The other day I took a look at the proposals given to city officials by the top two companies vying for the job as construction manager.
That would be Mortenson Construction of Minnesota, which teamed with Hampton Enterprises of Lincoln, and Turner Construction of New York, whose partner was Sampson Construction of Lincoln.
For shorthand, let’s call them Mortenson and Turner.
I had asked to see these proposals months ago when they were first submitted — and was denied access by the city — so when they finally became public documents I figured I’d better check them out.
Most of the proposals are devoted to resume-bragging, but among the interesting nuggets:
• Mortenson anticipates beginning construction in September 2011 and says construction will take two years.
• Mortenson plans to split the fees with Hampton 80-20, versus 50-50 for Turner and Sampson.
• Mortenson wisely pointed out its experience with rail line interfaces, use of the construction-manager at risk method and downtown and brownfield development.

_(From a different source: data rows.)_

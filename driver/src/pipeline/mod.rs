//! Pipeline execution.
//!
//! This module provides:
//! - The controller running stages in order
//! - The driver dispatching requests to it

mod controller;
mod dispatch;
#[cfg(test)]
mod integration_tests;

pub use controller::PipelineController;
pub use dispatch::{Driver, DriverBuilder, RequestOutcome, DRIVER_VERSION};
//! Exclusive ownership of artifact paths across concurrent runs.

use crate::errors::ConfigError;
use dashmap::DashMap;
use std::path::{Path, PathBuf};
use std::sync::Arc;
use tracing::debug;

/// Tracks which artifact paths are owned by running pipelines.
#[derive(Debug, Clone, Default)]
pub struct ArtifactLeases {
    in_use: Arc<DashMap<PathBuf, String>>,
}

impl ArtifactLeases {
    /// Creates an empty lease table.
    #[must_use]
    pub fn new() -> Self {
        Self::default()
    }

    /// Claims `path` for the run `run_id`.
    ///
    /// The claim is released when the returned lease is dropped.
    ///
    /// # Errors
    ///
    /// Returns [`ConfigError::ArtifactPathInUse`] if another run holds the path.
    pub fn acquire(&self, path: &Path, run_id: &str) -> Result<ArtifactLease, ConfigError> {
        let key = normalize(path);
        match self.in_use.entry(key.clone()) {
            dashmap::mapref::entry::Entry::Occupied(_) => {
                Err(ConfigError::ArtifactPathInUse(path.to_path_buf()))
            }
            dashmap::mapref::entry::Entry::Vacant(slot) => {
                slot.insert(run_id.to_string());
                debug!(path = %key.display(), run_id, "leased intermediate file");
                Ok(ArtifactLease {
                    in_use: Arc::clone(&self.in_use),
                    path: key,
                })
            }
        }
    }

    /// Returns the number of paths currently leased.
    #[must_use]
    pub fn active(&self) -> usize {
        self.in_use.len()
    }

    /// Returns true if `path` is currently leased.
    #[must_use]
    pub fn is_leased(&self, path: &Path) -> bool {
        self.in_use.contains_key(&normalize(path))
    }
}

/// Ownership of one artifact path, released on drop.
#[derive(Debug)]
pub struct ArtifactLease {
    in_use: Arc<DashMap<PathBuf, String>>,
    path: PathBuf,
}

impl ArtifactLease {
    /// Returns the leased path.
    #[must_use]
    pub fn path(&self) -> &Path {
        &self.path
    }
}

impl Drop for ArtifactLease {
    fn drop(&mut self) {
        self.in_use.remove(&self.path);
    }
}

// Relative paths are keyed by the working directory so that `output.sas` and
// `./output.sas` collide.
fn normalize(path: &Path) -> PathBuf {
    let absolute = if path.is_absolute() {
        path.to_path_buf()
    } else {
        std::env::current_dir()
            .map(|cwd| cwd.join(path))
            .unwrap_or_else(|_| path.to_path_buf())
    };
    absolute
        .components()
        .filter(|c| !matches!(c, std::path::Component::CurDir))
        .collect()
}
//! One-shot frontend.

use crate::pipeline::{Driver, RequestOutcome};
use crate::request::PlanningRequest;
use tracing::error;

/// Handles `request` and returns the exit code for the process.
///
/// Version, alias listings and removed files are printed to stdout. Errors are printed to
/// stderr and mapped to a driver exit code.
pub async fn run_once(driver: &Driver, request: PlanningRequest) -> i32 {
    match driver.handle(request).await {
        Ok(outcome) => {
            match &outcome {
                RequestOutcome::Version(version) => println!("{version}"),
                RequestOutcome::Aliases(names) => {
                    for name in names {
                        println!("{name}");
                    }
                }
                RequestOutcome::Cleanup(report) => {
                    for path in &report.removed {
                        println!("Removed {}", path.display());
                    }
                }
                RequestOutcome::Pipeline(_) => {}
            }
            outcome.exit_code()
        }
        Err(e) => {
            error!(error = %e, "request failed");
            eprintln!("Driver aborting: {e}");
            e.exit_code()
        }
    }
}
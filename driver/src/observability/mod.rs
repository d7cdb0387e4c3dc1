//! Logging setup.

use crate::config::TelemetryConfig;
use crate::errors::DriverError;
use tracing_subscriber::{fmt, prelude::*, EnvFilter};

/// Returns the filter to log with.
///
/// `RUST_LOG` wins when it is set and valid; otherwise the configured filter
/// is used, and `info` if that one does not parse either.
#[must_use]
pub fn env_filter(config: &TelemetryConfig) -> EnvFilter {
    EnvFilter::try_from_default_env()
        .or_else(|_| EnvFilter::try_new(&config.filter))
        .unwrap_or_else(|_| EnvFilter::new("info"))
}

/// Installs the global tracing subscriber.
///
/// Logs go to stderr so they never mix with the status lines on stdout.
///
/// # Errors
///
/// Returns [`DriverError::Internal`] if a global subscriber is already set.
pub fn init_tracing(config: &TelemetryConfig) -> Result<(), DriverError> {
    let filter = env_filter(config);
    let installed = if config.json {
        tracing_subscriber::registry()
            .with(filter)
            .with(fmt::layer().json().with_writer(std::io::stderr))
            .try_init()
    } else {
        tracing_subscriber::registry()
            .with(filter)
            .with(fmt::layer().with_writer(std::io::stderr))
            .try_init()
    };
    installed.map_err(|e| DriverError::Internal(format!("failed to install tracing subscriber: {e}")))
}
//! Process management system calls
//!
//! Implements system calls for process and thread management including
//! creation, termination, and state management.

use core::slice;

use super::{SyscallError, SyscallResult};
use crate::process::{
    create_thread, current_process, exit_thread, get_thread_tid, lifecycle, set_thread_affinity,
    spawn_process, wait_for_child, ProcessId, ProcessPriority, ThreadId,
};

/// Spawn a new process at a caller-supplied entry point
///
/// # Arguments
/// - entry_point: address the new process's single thread starts at
/// - stack_ptr: initial user stack pointer for the new thread
/// - arg: value handed to the new thread as its first argument
pub fn sys_spawn(entry_point: usize, stack_ptr: usize, arg: usize) -> SyscallResult {
    if entry_point == 0 || stack_ptr == 0 {
        return Err(SyscallError::InvalidArgument);
    }

    current_process().ok_or(SyscallError::InvalidState)?;

    match spawn_process(entry_point, stack_ptr, arg) {
        Ok(pid) => Ok(pid.0 as usize),
        Err(_) => Err(SyscallError::OutOfMemory),
    }
}

/// Terminate the calling process: all of its threads, not just the caller
///
/// # Arguments
/// - exit_code: Process exit code
pub fn sys_process_exit(exit_code: usize) -> SyscallResult {
    lifecycle::exit_process(exit_code as i32);
    unreachable!("exit_process returned");
}

/// Wait for a child process to terminate
///
/// # Arguments
/// - pid: PID of child to wait for (-1 for any child)
/// - status_ptr: Pointer to store exit status
/// - options: Wait options (WNOHANG, etc.)
pub fn sys_wait(pid: isize, status_ptr: usize, _options: usize) -> SyscallResult {
    let wait_pid = if pid == -1 {
        None
    } else if pid > 0 {
        Some(ProcessId(pid as u64))
    } else {
        return Err(SyscallError::InvalidArgument);
    };

    match wait_for_child(wait_pid) {
        Ok((child_pid, exit_status)) => {
            // Write exit status to user space if pointer provided
            if status_ptr != 0 {
                unsafe {
                    *(status_ptr as *mut i32) = exit_status;
                }
            }
            Ok(child_pid.0 as usize)
        }
        Err(_) => Err(SyscallError::ResourceNotFound),
    }
}

/// Get the current process ID
pub fn sys_getpid() -> SyscallResult {
    if let Some(process) = current_process() {
        Ok(process.pid.0 as usize)
    } else {
        Err(SyscallError::ResourceNotFound)
    }
}

/// Get the parent process ID
pub fn sys_getppid() -> SyscallResult {
    if let Some(process) = current_process() {
        if let Some(parent_pid) = process.parent {
            Ok(parent_pid.0 as usize)
        } else {
            Ok(0) // Init process has no parent
        }
    } else {
        Err(SyscallError::ResourceNotFound)
    }
}

/// Create a new thread
///
/// # Arguments
/// - entry_point: Thread entry point function
/// - stack_ptr: Stack pointer for new thread
/// - arg: Argument to pass to thread
/// - tls_ptr: Thread-local storage pointer
pub fn sys_thread_create(
    entry_point: usize,
    stack_ptr: usize,
    arg: usize,
    tls_ptr: usize,
) -> SyscallResult {
    if entry_point == 0 || stack_ptr == 0 {
        return Err(SyscallError::InvalidArgument);
    }

    match create_thread(entry_point, stack_ptr, arg, tls_ptr) {
        Ok(tid) => Ok(tid.0 as usize),
        Err(_) => Err(SyscallError::OutOfMemory),
    }
}

/// Exit the current thread
///
/// # Arguments
/// - exit_code: Thread exit code
pub fn sys_thread_exit(exit_code: usize) -> SyscallResult {
    exit_thread(exit_code as i32);
    // Should never reach here
    unreachable!("exit_thread returned");
}

/// Get the current thread ID
pub fn sys_gettid() -> SyscallResult {
    Ok(get_thread_tid().0 as usize)
}

/// Join with a thread, waiting for its termination
///
/// # Arguments
/// - tid: Thread ID to join
/// - retval_ptr: Pointer to store thread return value
pub fn sys_thread_join(tid: usize, retval_ptr: usize) -> SyscallResult {
    let _target_tid = ThreadId(tid as u64);

    // TODO: Implement thread join
    // This would involve:
    // 1. Find target thread
    // 2. Check if it's joinable
    // 3. Wait for it to terminate
    // 4. Get its exit value

    if retval_ptr != 0 {
        unsafe {
            *(retval_ptr as *mut usize) = 0; // Placeholder
        }
    }

    Ok(0)
}

/// Set thread CPU affinity
///
/// # Arguments
/// - tid: Thread ID (0 for current thread)
/// - cpuset_ptr: Pointer to CPU set
/// - cpuset_size: Size of CPU set
pub fn sys_thread_setaffinity(tid: usize, cpuset_ptr: usize, cpuset_size: usize) -> SyscallResult {
    if cpuset_ptr == 0 || cpuset_size == 0 {
        return Err(SyscallError::InvalidArgument);
    }

    let target_tid = if tid == 0 {
        get_thread_tid()
    } else {
        ThreadId(tid as u64)
    };

    // Read CPU set from user space
    let cpuset = unsafe { slice::from_raw_parts(cpuset_ptr as *const u8, cpuset_size) };

    // Extract CPU mask from cpuset (simplified)
    let cpu_mask = if cpuset_size >= 8 {
        u64::from_le_bytes(cpuset[0..8].try_into().unwrap())
    } else {
        return Err(SyscallError::InvalidArgument);
    };

    match set_thread_affinity(target_tid, cpu_mask) {
        Ok(_) => Ok(0),
        Err(_) => Err(SyscallError::ResourceNotFound),
    }
}

/// Get thread CPU affinity
///
/// # Arguments
/// - tid: Thread ID (0 for current thread)
/// - cpuset_ptr: Pointer to store CPU set
/// - cpuset_size: Size of CPU set buffer
pub fn sys_thread_getaffinity(tid: usize, cpuset_ptr: usize, cpuset_size: usize) -> SyscallResult {
    if cpuset_ptr == 0 || cpuset_size == 0 {
        return Err(SyscallError::InvalidArgument);
    }

    let _target_tid = if tid == 0 {
        get_thread_tid()
    } else {
        ThreadId(tid as u64)
    };

    // TODO: Get actual CPU affinity from thread
    let cpu_mask: u64 = 0xFFFFFFFFFFFFFFFF; // All CPUs for now

    // Write CPU set to user space
    let cpuset = unsafe { slice::from_raw_parts_mut(cpuset_ptr as *mut u8, cpuset_size) };

    if cpuset_size >= 8 {
        cpuset[0..8].copy_from_slice(&cpu_mask.to_le_bytes());
    }

    Ok(0)
}

/// Change process priority
///
/// # Arguments
/// - which: Target type (PRIO_PROCESS, PRIO_PGRP, PRIO_USER)
/// - who: Target ID
/// - priority: New priority value
pub fn sys_setpriority(which: usize, who: usize, priority: usize) -> SyscallResult {
    // For now, only support PRIO_PROCESS (which == 0)
    if which != 0 {
        return Err(SyscallError::InvalidArgument);
    }

    let pid = if who == 0 {
        // Current process
        if let Some(process) = current_process() {
            process.pid
        } else {
            return Err(SyscallError::ResourceNotFound);
        }
    } else {
        ProcessId(who as u64)
    };

    // Convert priority to our internal representation
    let new_priority = match priority {
        0..=39 => ProcessPriority::RealTime,
        40..=79 => ProcessPriority::System,
        80..=119 => ProcessPriority::Normal,
        120..=139 => ProcessPriority::Low,
        _ => ProcessPriority::Idle,
    };

    // TODO: Actually set the priority
    // This would involve finding the process and updating its priority
    let _ = (pid, new_priority);

    Ok(0)
}

/// Get process priority
///
/// # Arguments
/// - which: Target type (PRIO_PROCESS, PRIO_PGRP, PRIO_USER)
/// - who: Target ID
pub fn sys_getpriority(which: usize, who: usize) -> SyscallResult {
    // For now, only support PRIO_PROCESS (which == 0)
    if which != 0 {
        return Err(SyscallError::InvalidArgument);
    }

    let _pid = if who == 0 {
        // Current process
        if let Some(process) = current_process() {
            process.pid
        } else {
            return Err(SyscallError::ResourceNotFound);
        }
    } else {
        ProcessId(who as u64)
    };

    // TODO: Get actual priority from process
    // For now, return normal priority
    Ok(100) // Normal priority
}
#[cfg(test)]
mod tests {
    use super::*;

    /// Helper: build a minimal valid ELF64 header in a byte buffer.
    /// Returns a Vec<u8> containing a valid ELF header + one LOAD program
    /// header.
    fn make_minimal_elf(
        elf_type: u16,
        machine: u16,
        entry: u64,
        vaddr: u64,
        memsz: u64,
    ) -> Vec<u8> {
        let header_size = core::mem::size_of::<Elf64Header>();
        let ph_size = core::mem::size_of::<Elf64ProgramHeader>();
        let total_size = header_size + ph_size;
        let mut buf = vec![0u8; total_size];

        // ELF magic
        buf[0] = 0x7f;
        buf[1] = b'E';
        buf[2] = b'L';
        buf[3] = b'F';
        // Class: 64-bit
        buf[4] = 2;
        // Data: little endian
        buf[5] = 1;
        // Version
        buf[6] = 1;
        // elf_type at offset 16
        buf[16] = (elf_type & 0xFF) as u8;
        buf[17] = ((elf_type >> 8) & 0xFF) as u8;
        // machine at offset 18
        buf[18] = (machine & 0xFF) as u8;
        buf[19] = ((machine >> 8) & 0xFF) as u8;
        // version2 at offset 20
        buf[20] = 1;
        // entry at offset 24
        let entry_bytes = entry.to_le_bytes();
        buf[24..32].copy_from_slice(&entry_bytes);
        // phoff at offset 32 (program headers start right after header)
        let phoff = (header_size as u64).to_le_bytes();
        buf[32..40].copy_from_slice(&phoff);
        // ehsize at offset 52
        buf[52] = (header_size & 0xFF) as u8;
        buf[53] = ((header_size >> 8) & 0xFF) as u8;
        // phentsize at offset 54
        buf[54] = (ph_size & 0xFF) as u8;
        buf[55] = ((ph_size >> 8) & 0xFF) as u8;
        // phnum at offset 56
        buf[56] = 1;
        buf[57] = 0;

        // Program header (LOAD segment)
        let ph_offset = header_size;
        // p_type = PT_LOAD (1)
        buf[ph_offset] = 1;
        // p_flags at ph_offset + 4 (RWX = 7)
        buf[ph_offset + 4] = 7;
        // p_offset at ph_offset + 8
        // p_vaddr at ph_offset + 16
        let vaddr_bytes = vaddr.to_le_bytes();
        buf[ph_offset + 16..ph_offset + 24].copy_from_slice(&vaddr_bytes);
        // p_paddr at ph_offset + 24
        buf[ph_offset + 24..ph_offset + 32].copy_from_slice(&vaddr_bytes);
        // p_filesz at ph_offset + 32 (0 for simplicity)
        // p_memsz at ph_offset + 40
        let memsz_bytes = memsz.to_le_bytes();
        buf[ph_offset + 40..ph_offset + 48].copy_from_slice(&memsz_bytes);
        // p_align at ph_offset + 48
        let align = 0x1000u64.to_le_bytes();
        buf[ph_offset + 48..ph_offset + 56].copy_from_slice(&align);

        buf
    }

    // --- ElfLoader basic tests ---

    #[test]
    fn test_elf_loader_new() {
        let loader = ElfLoader::new();
        // ElfLoader is a unit struct, just verify it can be created
        let _ = loader;
    }

    #[test]
    fn test_elf_loader_default() {
        let loader = ElfLoader::default();
        let _ = loader;
    }

    // --- Header validation tests ---

    #[test]
    fn test_parse_invalid_magic() {
        let loader = ElfLoader::new();
        let data = vec![0u8; 128]; // All zeros, no ELF magic
        let result = loader.parse(&data);
        assert!(result.is_err());
        assert!(matches!(result.unwrap_err(), ElfError::InvalidMagic));
    }

    #[test]
    fn test_parse_too_small() {
        let loader = ElfLoader::new();
        let data = vec![0x7f, b'E', b'L', b'F']; // Just magic, too small for header
        let result = loader.parse(&data);
        assert!(result.is_err());
    }

    #[test]
    fn test_parse_wrong_class_32bit() {
        let loader = ElfLoader::new();
        let mut data = vec![0u8; 128];
        // Set ELF magic
        data[0] = 0x7f;
        data[1] = b'E';
        data[2] = b'L';
        data[3] = b'F';
        // Class = 32-bit (should be 64-bit)
        data[4] = 1;
        data[5] = 1; // Little endian
        data[6] = 1; // Version

        let result = loader.parse(&data);
        assert!(result.is_err());
        assert!(matches!(result.unwrap_err(), ElfError::InvalidClass));
    }

    #[test]
    fn test_parse_wrong_endian() {
        let loader = ElfLoader::new();
        let mut data = vec![0u8; 128];
        data[0] = 0x7f;
        data[1] = b'E';
        data[2] = b'L';
        data[3] = b'F';
        data[4] = 2; // 64-bit
        data[5] = 2; // Big endian (we only support little endian)
        data[6] = 1;

        let result = loader.parse(&data);
        assert!(result.is_err());
        assert!(matches!(result.unwrap_err(), ElfError::InvalidData));
    }

    #[test]
    fn test_parse_invalid_type_none() {
        let loader = ElfLoader::new();
        let mut data = vec![0u8; 128];
        data[0..4].copy_from_slice(&ELF_MAGIC);
        data[4] = 2; // 64-bit
        data[5] = 1; // LE
        data[6] = 1;
        // elf_type = ET_NONE (0) at offset 16 -- already zero
        data[18] = 62; // x86_64

        let result = loader.parse(&data);
        assert!(result.is_err());
        assert!(matches!(result.unwrap_err(), ElfError::InvalidType));
    }

    #[test]
    fn test_parse_unsupported_machine() {
        let loader = ElfLoader::new();
        let mut data = vec![0u8; 128];
        data[0..4].copy_from_slice(&ELF_MAGIC);
        data[4] = 2;
        data[5] = 1;
        data[6] = 1;
        data[16] = 2; // ET_EXEC
                      // machine = 99 (unsupported)
        data[18] = 99;

        let result = loader.parse(&data);
        assert!(result.is_err());
        assert!(matches!(result.unwrap_err(), ElfError::UnsupportedMachine));
    }

    // --- Successful parse tests ---

    #[test]
    fn test_parse_valid_executable_x86_64() {
        let loader = ElfLoader::new();
        let data = make_minimal_elf(2, 62, 0x401000, 0x400000, 0x1000);

        let result = loader.parse(&data);
        assert!(result.is_ok());

        let binary = result.unwrap();
        assert_eq!(binary.entry_point, 0x401000);
        assert_eq!(binary.load_base, 0x400000);
        assert_eq!(binary.load_size, 0x1000);
        assert!(!binary.dynamic);
        assert!(binary.interpreter.is_none());
    }

    #[test]
    fn test_parse_valid_executable_aarch64() {
        let loader = ElfLoader::new();
        let data = make_minimal_elf(2, 183, 0x400000, 0x400000, 0x2000);

        let result = loader.parse(&data);
        assert!(result.is_ok());
        let binary = result.unwrap();
        assert_eq!(binary.entry_point, 0x400000);
    }

    #[test]
    fn test_parse_valid_executable_riscv() {
        let loader = ElfLoader::new();
        let data = make_minimal_elf(2, 243, 0x10000, 0x10000, 0x4000);

        let result = loader.parse(&data);
        assert!(result.is_ok());
        let binary = result.unwrap();
        assert_eq!(binary.entry_point, 0x10000);
    }

    #[test]
    fn test_parse_shared_object() {
        let loader = ElfLoader::new();
        // ET_DYN = 3
        let data = make_minimal_elf(3, 62, 0x0, 0x0, 0x1000);

        let result = loader.parse(&data);
        assert!(result.is_ok());
    }

    // --- Segment parsing tests ---

    #[test]
    fn test_parse_segments_load() {
        let loader = ElfLoader::new();
        let data = make_minimal_elf(2, 62, 0x401000, 0x400000, 0x3000);

        let binary = loader.parse(&data).unwrap();
        assert_eq!(binary.segments.len(), 1);

        let seg = &binary.segments[0];
        assert_eq!(seg.segment_type, SegmentType::Load);
        assert_eq!(seg.virtual_addr, 0x400000);
        assert_eq!(seg.memory_size, 0x3000);
    }

    // --- Memory layout calculation tests ---

    #[test]
    fn test_calculate_memory_layout_empty() {
        let loader = ElfLoader::new();
        let headers: Vec<Elf64ProgramHeader> = vec![];

        let result = loader.calculate_memory_layout(&headers);
        assert!(result.is_err());
    }

    #[test]
    fn test_calculate_memory_layout_single_load() {
        let loader = ElfLoader::new();
        let headers = vec![Elf64ProgramHeader {
            p_type: 1, // PT_LOAD
            p_flags: 5,
            p_offset: 0,
            p_vaddr: 0x400000,
            p_paddr: 0x400000,
            p_filesz: 0x1000,
            p_memsz: 0x2000,
            p_align: 0x1000,
        }];

        let (base, size) = loader.calculate_memory_layout(&headers).unwrap();
        assert_eq!(base, 0x400000);
        assert_eq!(size, 0x2000);
    }

    #[test]
    fn test_calculate_memory_layout_multiple_loads() {
        let loader = ElfLoader::new();
        let headers = vec![
            Elf64ProgramHeader {
                p_type: 1, // PT_LOAD
                p_flags: 5,
                p_offset: 0,
                p_vaddr: 0x400000,
                p_paddr: 0x400000,
                p_filesz: 0x1000,
                p_memsz: 0x1000,
                p_align: 0x1000,
            },
            Elf64ProgramHeader {
                p_type: 1, // PT_LOAD
                p_flags: 6,
                p_offset: 0x1000,
                p_vaddr: 0x600000,
                p_paddr: 0x600000,
                p_filesz: 0x500,
                p_memsz: 0x3000,
                p_align: 0x1000,
            },
        ];

        let (base, size) = loader.calculate_memory_layout(&headers).unwrap();
        assert_eq!(base, 0x400000);
        assert_eq!(size, (0x600000 + 0x3000 - 0x400000));
    }

    // --- read_string tests ---

    #[test]
    fn test_read_string_valid() {
        let loader = ElfLoader::new();
        let data = b"hello\0world\0";
        let result = loader.read_string(data, 0);
        assert!(result.is_ok());
        assert_eq!(result.unwrap(), "hello");
    }

    #[test]
    fn test_read_string_at_offset() {
        let loader = ElfLoader::new();
        let data = b"hello\0world\0";
        let result = loader.read_string(data, 6);
        assert!(result.is_ok());
        assert_eq!(result.unwrap(), "world");
    }

    #[test]
    fn test_read_string_empty() {
        let loader = ElfLoader::new();
        let data = b"\0rest";
        let result = loader.read_string(data, 0);
        assert!(result.is_ok());
        assert_eq!(result.unwrap(), "");
    }

    // --- SegmentType tests ---

    #[test]
    fn test_segment_type_equality() {
        assert_eq!(SegmentType::Null, SegmentType::Null);
        assert_eq!(SegmentType::Load, SegmentType::Load);
        assert_ne!(SegmentType::Load, SegmentType::Dynamic);
        assert_eq!(SegmentType::Other(99), SegmentType::Other(99));
        assert_ne!(SegmentType::Other(1), SegmentType::Other(2));
    }
}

• A big Mortenson selling point was its recent experience building Target Field for the Minnesota Twins — the promenade deck and part of seating was built over a BNSF main line that skirts the west edge of the stadium, carrying up to 14 trains a day. More than 2,650 feet of rail was relocated. And they built the main concourse on the west edge above two rail lines (a BNSF rail line and commuter train). Even more sticky than Lincoln’s plans.
• Jeffrey Applebaum, whose company was a consultant to the Minnesota Twins on the project, wrote a letter saying the Target Field site was “extremely small” and hemmed in on all sides by rail lines, highways and parking ramps. He said the greatest challenge was dealing with BNSF — Mortenson had to honor “elaborate processes and procedures” established in complex agreements with BN.
• Ed Hunter, project manager for the Minnesota Ballpark Authority (the state agency that owns Target Field), wrote a letter saying BN dictated there be no delays in train movements and that a single violation could shut down all construction within the railroad right-of-way.
• Mortenson promised to maximize local participation in business and labor and “right size” bid packages to allow smaller local contractors to get more work.
• A major deciding factor in the mayor’s decision to pick Mortenson was that they proposed a fee of 1.95 percent of the $130 million arena cost and $235,187 a month. Turner proposed a 2.15 percent fee plus $412,000 a month. With lump sum payments, that works out to $8.17 million for Mortenson and $14.45 million for Turner. There were differences, however, in the costs expected to be picked up by subcontractors.
• One thing I learned after looking at the proposals is that the arena will be built one half (roughly) at a time. Mortenson will build about half the arena on the west side of the two Amtrak lines west of the post office, because it will take awhile longer to move those tracks. Then when they are moved, they’ll build the other half. Interesting.
• Turner said the project could be built in 18 months if not for that Amtrak line — but removal of those passenger rail lines won’t be done until September 2012 so that part of the arena can’t be done until then.
Amtrak is also part of a delay in closing on the rest of the BNSF land. Arena coordinator Dan Marvin said there is a dispute over whom Amtrak should lease the new platform from. They now lease from BNSF, which proposed a lease agreement similar to others, for $1 a year. But Amtrak wants to lease from the city. Marvin said he thinks the issue is close to being worked out.